Timo Vaittinen (b.1976 in Porvoo, Finland) lives and works in Helsinki. He studied at the Academy of Fine Arts in Helsinki and gained an MFA in 2007. He is known for collage paintings, animation videos and installations. His works have been compared to psychedelic Op Art of the 1960s. Vaittinen’s works have been seen in e.g. Gallery SIC in Helsinki, Pori Art Museum, Kuopio Art Museum, Gallery Steinsland Berliner in Stockholm and the Museum of Contemporary Art Kiasma in Helsinki.
Rachel Rossin (b. 1987, West Palm Beach, FL, USA) lives and works in New York, NY. Rossin uses both virtual reality and painting to investigate the slippage between the real and the digital. She combines Internet sources like video games and stock computer illustrations with objects from her real life such as a vase of flowers or a childhood drawing. The images in her paintings are further abstracted by computer programmes that twist the inherent meaning of these seductive Internet renderings; which are mostly geared toward garnering clicks and game plays.

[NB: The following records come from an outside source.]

//! Convenient re-exports for common ttyrec-timeline usage.
//!
//! # Example
//!
//! ```
//! use ttyrec_timeline::prelude::*;
//!
//! let timeline: Timeline = build_timeline(Vec::new(), &DecoderConfig::default());
//! assert!(timeline.is_complete());
//! let entries: Vec<TimelineEntry> = timeline.into_entries();
//! assert!(entries.is_empty());
//! ```

// Decoding
pub use crate::config::DecoderConfig;
pub use crate::frame::{ByteOrder, FrameEncoder};

// Timeline
pub use crate::timeline::{DecodeStatus, Timeline, TimelineEntry, build_timeline, read_timeline};

// Error handling
pub use crate::error::{Result, TimelineError};
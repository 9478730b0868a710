//! Error types for ttyrec-timeline.
//!
//! Decoding corruption is modelled separately from everything else: a
//! [`FrameError`] describes where a log stopped being well-formed, while
//! [`TimelineError`] covers I/O, configuration, serialization and the
//! recorder process. A truncated log still yields the frames decoded before
//! the damage; [`TimelineError::Truncated`] is only produced when a caller
//! asks for a complete timeline.

use thiserror::Error;

/// A log that ends in the middle of a frame.
#[derive(Debug, Clone, Copy, PartialEq, Eq, Error)]
pub enum FrameError {
    /// Fewer than 12 bytes were left where a frame header should start.
    #[error("truncated frame header at byte {offset}: {remaining} of 12 bytes present")]
    TruncatedHeader {
        /// Byte offset of the incomplete header.
        offset: u64,
        /// Bytes left in the stream.
        remaining: usize,
    },

    /// The header announced more payload bytes than the stream holds.
    #[error(
        "truncated frame payload at byte {offset}: header announces {expected} bytes, {available} present"
    )]
    TruncatedPayload {
        /// Byte offset of the frame header whose payload is short.
        offset: u64,
        /// Payload length from the header.
        expected: u32,
        /// Bytes actually left after the header.
        available: usize,
    },
}

impl FrameError {
    /// Byte offset of the frame that could not be decoded.
    #[must_use]
    pub const fn offset(&self) -> u64 {
        match self {
            Self::TruncatedHeader { offset, .. } | Self::TruncatedPayload { offset, .. } => *offset,
        }
    }
}

/// The main error type for ttyrec-timeline operations.
#[derive(Debug, Error)]
pub enum TimelineError {
    /// The log was truncated and the caller required a complete timeline.
    #[error("recording is corrupted after {frames_decoded} frame(s): {source}")]
    Truncated {
        /// Frames successfully decoded before the corruption.
        frames_decoded: usize,
        /// Where and how the log was cut short.
        #[source]
        source: FrameError,
    },

    /// An I/O error occurred.
    #[error("I/O error: {0}")]
    Io(#[from] std::io::Error),

    /// An I/O error occurred with additional context.
    #[error("{context}: {source}")]
    IoWithContext {
        /// What operation was being performed.
        context: String,
        /// The underlying I/O error.
        #[source]
        source: std::io::Error,
    },

    /// The render payload could not be serialized.
    #[error("failed to serialize render payload: {0}")]
    Serialize(#[from] serde_json::Error),

    /// Configuration error.
    #[error("configuration error: {message}")]
    Config {
        /// Description of the configuration error.
        message: String,
    },

    /// A payload too large to describe with a 32-bit length field.
    #[error("payload of {len} bytes does not fit a frame header")]
    PayloadTooLarge {
        /// Length of the rejected payload.
        len: usize,
    },

    /// The external recorder failed to start or exited unsuccessfully.
    #[error("recorder error: {message}")]
    Recorder {
        /// Description of the failure.
        message: String,
    },
}

/// Result type alias for ttyrec-timeline operations.
pub type Result<T> = std::result::Result<T, TimelineError>;

impl TimelineError {
    /// Create a truncation error.
    #[must_use]
    pub const fn truncated(frames_decoded: usize, source: FrameError) -> Self {
        Self::Truncated {
            frames_decoded,
            source,
        }
    }

    /// Create a configuration error.
    pub fn config(message: impl Into<String>) -> Self {
        Self::Config {
            message: message.into(),
        }
    }

    /// Create a recorder error.
    pub fn recorder(message: impl Into<String>) -> Self {
        Self::Recorder {
            message: message.into(),
        }
    }

    /// Create an I/O error with context.
    pub fn io_context(context: impl Into<String>, source: std::io::Error) -> Self {
        Self::IoWithContext {
            context: context.into(),
            source,
        }
    }

    /// Wrap an I/O result with context.
    pub fn with_io_context<T>(result: std::io::Result<T>, context: impl Into<String>) -> Result<T> {
        result.map_err(|e| Self::io_context(context, e))
    }

    /// Check if this error reports a corrupted (truncated) recording.
    #[must_use]
    pub const fn is_truncation(&self) -> bool {
        matches!(self, Self::Truncated { .. })
    }

    /// The underlying frame error, if this is a truncation.
    #[must_use]
    pub const fn frame_error(&self) -> Option<&FrameError> {
        match self {
            Self::Truncated { source, .. } => Some(source),
            _ => None,
        }
    }
}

Jeremy Couillard (b. 1980, Michigan, USA) was educated as a painter and is a self-taught new media artist whose works often deploy humorous narratives about future dystopias to explore what motivates us as humans to work, live, and create. Couillard has exhibited at Zabludowicz Collection (London, U.K.), Phillips Auction House (co-commissioned by Daata) (New York, NY), yours, mine & ours gallery (New York, NY), Lincoln Center (New York, NY), Louis B. James (New York, NY), Zhulong Gallery (Dallas, TX), Flux Factory (Queens, NY), and has screened his work at the New Museum and Rhizome (New York, NY), Salon 94 (New York, NY), the Brooklyn Academy of Music (Brooklyn, NY), and the Warhol Museum (Pittsburgh, PA).
Petra Cortright (b. 1986, Santa Barbara, CA) is a contemporary artist whose multifaceted artistic practice stems from creating and manipulating digital files. Cortright’s digitally-conceived artworks physically exist in many forms - printed onto archival surfaces, projected onto existing architecture, or mechanically carved from stone. A notable member of what became known as the ‘Post Internet’ art movement of the mid-to-late-2000s with her YouTube videos and online exhibitions, Cortright later began to laboriously craft digital paintings by creating layer upon layer of manipulated images in Photoshop which she then rendered onto materials such as aluminum, linen, paper, and acrylic sheets.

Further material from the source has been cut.